PROBLEM TO SOLVE: Every line below that holds "ExtractOptions" must be copied.

--- THE DATA Enclosed Below ---

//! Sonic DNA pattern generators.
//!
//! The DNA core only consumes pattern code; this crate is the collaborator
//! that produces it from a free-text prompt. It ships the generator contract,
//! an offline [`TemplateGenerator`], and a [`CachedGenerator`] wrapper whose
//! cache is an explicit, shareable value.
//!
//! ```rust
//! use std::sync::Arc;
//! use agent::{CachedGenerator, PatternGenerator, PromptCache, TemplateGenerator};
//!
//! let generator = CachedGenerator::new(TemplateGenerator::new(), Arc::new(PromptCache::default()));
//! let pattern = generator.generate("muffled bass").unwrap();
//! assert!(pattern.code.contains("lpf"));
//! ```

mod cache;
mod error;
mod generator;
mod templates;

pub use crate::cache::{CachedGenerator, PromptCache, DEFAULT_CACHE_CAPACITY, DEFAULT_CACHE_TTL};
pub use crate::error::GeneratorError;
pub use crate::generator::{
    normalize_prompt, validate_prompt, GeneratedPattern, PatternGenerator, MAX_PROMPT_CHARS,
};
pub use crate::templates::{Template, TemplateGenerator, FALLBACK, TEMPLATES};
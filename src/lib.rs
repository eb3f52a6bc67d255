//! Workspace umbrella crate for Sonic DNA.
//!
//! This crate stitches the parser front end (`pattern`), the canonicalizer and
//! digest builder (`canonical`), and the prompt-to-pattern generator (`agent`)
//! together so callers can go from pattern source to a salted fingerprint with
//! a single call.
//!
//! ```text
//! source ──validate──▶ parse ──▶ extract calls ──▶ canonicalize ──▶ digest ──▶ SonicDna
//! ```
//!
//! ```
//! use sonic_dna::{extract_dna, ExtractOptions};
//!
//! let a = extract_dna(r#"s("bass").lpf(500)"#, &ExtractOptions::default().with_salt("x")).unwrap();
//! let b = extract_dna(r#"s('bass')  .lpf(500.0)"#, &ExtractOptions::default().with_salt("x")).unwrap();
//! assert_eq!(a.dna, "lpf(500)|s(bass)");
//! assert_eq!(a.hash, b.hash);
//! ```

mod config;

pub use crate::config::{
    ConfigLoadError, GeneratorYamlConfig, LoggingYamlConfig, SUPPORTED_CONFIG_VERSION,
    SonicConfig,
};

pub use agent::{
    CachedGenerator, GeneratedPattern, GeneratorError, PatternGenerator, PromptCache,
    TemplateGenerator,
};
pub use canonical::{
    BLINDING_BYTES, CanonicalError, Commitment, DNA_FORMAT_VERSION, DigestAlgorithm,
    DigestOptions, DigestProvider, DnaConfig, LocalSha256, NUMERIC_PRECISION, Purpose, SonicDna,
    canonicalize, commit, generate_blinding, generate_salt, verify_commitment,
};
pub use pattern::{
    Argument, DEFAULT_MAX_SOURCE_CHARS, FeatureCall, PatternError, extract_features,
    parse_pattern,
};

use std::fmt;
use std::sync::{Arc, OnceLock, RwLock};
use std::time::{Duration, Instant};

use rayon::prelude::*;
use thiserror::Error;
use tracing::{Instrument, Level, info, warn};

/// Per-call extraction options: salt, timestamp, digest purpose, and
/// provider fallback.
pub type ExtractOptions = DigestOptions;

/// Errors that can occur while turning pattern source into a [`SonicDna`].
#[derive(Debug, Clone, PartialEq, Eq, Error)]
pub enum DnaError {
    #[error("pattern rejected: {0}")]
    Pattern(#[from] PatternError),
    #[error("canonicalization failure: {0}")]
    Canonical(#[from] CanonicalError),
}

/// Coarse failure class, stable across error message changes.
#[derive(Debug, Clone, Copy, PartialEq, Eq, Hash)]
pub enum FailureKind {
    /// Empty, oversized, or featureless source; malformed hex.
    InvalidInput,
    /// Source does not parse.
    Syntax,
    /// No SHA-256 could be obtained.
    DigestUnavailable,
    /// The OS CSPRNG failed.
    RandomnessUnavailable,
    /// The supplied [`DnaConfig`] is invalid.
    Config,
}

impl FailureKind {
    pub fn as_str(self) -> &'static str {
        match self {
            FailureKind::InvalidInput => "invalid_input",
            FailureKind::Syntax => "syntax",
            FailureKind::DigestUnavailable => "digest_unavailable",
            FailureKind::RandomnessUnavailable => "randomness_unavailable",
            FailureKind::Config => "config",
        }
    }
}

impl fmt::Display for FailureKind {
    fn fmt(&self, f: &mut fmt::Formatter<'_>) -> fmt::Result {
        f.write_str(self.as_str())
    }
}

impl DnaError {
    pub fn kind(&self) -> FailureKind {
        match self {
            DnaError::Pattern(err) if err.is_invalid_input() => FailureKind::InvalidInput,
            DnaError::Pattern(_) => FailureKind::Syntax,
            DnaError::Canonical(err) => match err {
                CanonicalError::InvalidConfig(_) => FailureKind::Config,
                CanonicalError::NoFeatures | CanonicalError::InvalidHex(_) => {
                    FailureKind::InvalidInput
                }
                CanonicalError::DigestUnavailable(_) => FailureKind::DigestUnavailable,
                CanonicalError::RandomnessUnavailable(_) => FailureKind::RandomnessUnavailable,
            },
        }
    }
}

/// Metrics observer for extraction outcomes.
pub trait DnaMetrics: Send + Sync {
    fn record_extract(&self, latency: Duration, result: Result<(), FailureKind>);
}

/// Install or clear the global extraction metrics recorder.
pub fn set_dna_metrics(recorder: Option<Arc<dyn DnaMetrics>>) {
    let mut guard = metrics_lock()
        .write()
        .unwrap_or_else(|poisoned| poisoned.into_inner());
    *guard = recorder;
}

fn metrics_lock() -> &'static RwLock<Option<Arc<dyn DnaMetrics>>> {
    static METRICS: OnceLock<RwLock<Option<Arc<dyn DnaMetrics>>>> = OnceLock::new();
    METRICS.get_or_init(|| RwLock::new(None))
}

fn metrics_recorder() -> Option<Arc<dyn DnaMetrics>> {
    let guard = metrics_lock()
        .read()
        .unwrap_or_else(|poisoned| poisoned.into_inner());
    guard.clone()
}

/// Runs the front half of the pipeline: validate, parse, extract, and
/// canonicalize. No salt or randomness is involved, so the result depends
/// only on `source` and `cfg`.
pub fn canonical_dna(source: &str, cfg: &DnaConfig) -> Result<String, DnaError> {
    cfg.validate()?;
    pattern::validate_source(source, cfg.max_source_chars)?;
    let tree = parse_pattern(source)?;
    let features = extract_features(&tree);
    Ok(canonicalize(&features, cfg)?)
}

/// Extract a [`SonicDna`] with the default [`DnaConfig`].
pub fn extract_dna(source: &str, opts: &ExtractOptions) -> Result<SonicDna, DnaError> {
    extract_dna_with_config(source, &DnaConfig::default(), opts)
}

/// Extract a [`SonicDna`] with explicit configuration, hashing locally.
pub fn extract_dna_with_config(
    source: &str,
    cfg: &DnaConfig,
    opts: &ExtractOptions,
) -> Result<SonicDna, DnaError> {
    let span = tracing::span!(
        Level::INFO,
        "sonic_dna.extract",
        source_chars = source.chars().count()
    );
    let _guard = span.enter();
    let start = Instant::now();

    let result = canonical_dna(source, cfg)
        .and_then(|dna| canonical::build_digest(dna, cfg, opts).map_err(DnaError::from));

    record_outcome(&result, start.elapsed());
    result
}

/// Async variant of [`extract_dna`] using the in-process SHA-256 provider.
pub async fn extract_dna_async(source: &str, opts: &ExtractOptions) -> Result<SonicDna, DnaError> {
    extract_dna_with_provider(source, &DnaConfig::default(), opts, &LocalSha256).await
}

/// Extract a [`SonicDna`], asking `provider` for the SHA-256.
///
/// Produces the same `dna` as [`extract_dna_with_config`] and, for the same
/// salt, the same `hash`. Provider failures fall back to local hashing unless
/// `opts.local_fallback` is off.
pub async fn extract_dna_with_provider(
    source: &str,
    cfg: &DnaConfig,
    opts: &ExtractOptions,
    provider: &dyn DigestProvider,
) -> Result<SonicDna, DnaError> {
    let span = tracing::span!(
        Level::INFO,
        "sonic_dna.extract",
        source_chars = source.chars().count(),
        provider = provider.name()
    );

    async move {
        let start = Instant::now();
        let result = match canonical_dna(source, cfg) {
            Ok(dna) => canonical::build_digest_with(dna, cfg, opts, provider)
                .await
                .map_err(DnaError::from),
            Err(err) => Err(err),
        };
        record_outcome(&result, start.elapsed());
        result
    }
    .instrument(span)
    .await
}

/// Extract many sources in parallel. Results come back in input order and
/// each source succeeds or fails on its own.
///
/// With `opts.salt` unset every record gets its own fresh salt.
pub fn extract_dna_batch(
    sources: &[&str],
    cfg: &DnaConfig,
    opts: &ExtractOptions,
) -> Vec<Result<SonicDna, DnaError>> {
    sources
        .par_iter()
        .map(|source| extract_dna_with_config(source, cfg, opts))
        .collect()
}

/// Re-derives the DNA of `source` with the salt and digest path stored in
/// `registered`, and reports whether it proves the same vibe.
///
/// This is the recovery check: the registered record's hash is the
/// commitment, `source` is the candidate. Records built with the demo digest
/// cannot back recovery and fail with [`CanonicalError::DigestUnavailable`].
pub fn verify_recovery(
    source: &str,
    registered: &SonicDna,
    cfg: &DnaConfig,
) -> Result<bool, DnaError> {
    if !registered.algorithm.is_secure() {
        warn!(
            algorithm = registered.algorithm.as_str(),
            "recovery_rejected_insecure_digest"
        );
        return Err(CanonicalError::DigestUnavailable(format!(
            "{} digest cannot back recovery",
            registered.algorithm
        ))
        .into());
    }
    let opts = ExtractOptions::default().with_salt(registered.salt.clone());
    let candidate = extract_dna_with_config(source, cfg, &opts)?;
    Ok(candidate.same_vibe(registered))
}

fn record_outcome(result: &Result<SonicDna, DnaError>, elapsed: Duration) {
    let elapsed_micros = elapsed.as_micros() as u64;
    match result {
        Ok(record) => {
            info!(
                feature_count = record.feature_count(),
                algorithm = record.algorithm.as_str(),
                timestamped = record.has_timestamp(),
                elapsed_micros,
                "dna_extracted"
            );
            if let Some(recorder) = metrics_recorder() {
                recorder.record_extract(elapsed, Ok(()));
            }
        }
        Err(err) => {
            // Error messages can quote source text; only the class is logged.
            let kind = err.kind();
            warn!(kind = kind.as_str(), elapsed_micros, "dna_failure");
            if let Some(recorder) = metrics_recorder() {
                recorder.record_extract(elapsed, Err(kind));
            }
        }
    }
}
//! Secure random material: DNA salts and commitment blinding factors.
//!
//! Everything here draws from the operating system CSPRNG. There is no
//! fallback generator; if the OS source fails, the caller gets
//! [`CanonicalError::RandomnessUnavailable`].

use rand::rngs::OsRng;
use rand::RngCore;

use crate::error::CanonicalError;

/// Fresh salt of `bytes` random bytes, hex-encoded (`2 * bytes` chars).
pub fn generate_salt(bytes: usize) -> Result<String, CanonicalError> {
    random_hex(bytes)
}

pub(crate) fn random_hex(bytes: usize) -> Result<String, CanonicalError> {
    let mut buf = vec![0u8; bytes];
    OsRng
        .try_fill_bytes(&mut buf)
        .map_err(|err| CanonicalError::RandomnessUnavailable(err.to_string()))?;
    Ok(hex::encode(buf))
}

--- End of Enclosed THE DATA ---

ANSWER TO THIS TASK:
//! use sonic_dna::{extract_dna, ExtractOptions};
//! let a = extract_dna(r#"s("bass").lpf(500)"#, &ExtractOptions::default().with_salt("x")).unwrap();
//! let b = extract_dna(r#"s('bass')  .lpf(500.0)"#, &ExtractOptions::default().with_salt("x")).unwrap();
pub type ExtractOptions = DigestOptions;
pub fn extract_dna(source: &str, opts: &ExtractOptions) -> Result<SonicDna, DnaError> {
    opts: &ExtractOptions,
pub async fn extract_dna_async(source: &str, opts: &ExtractOptions) -> Result<SonicDna, DnaError> {
    opts: &ExtractOptions,
    opts: &ExtractOptions,
    let opts = ExtractOptions::default().with_salt(registered.salt.clone());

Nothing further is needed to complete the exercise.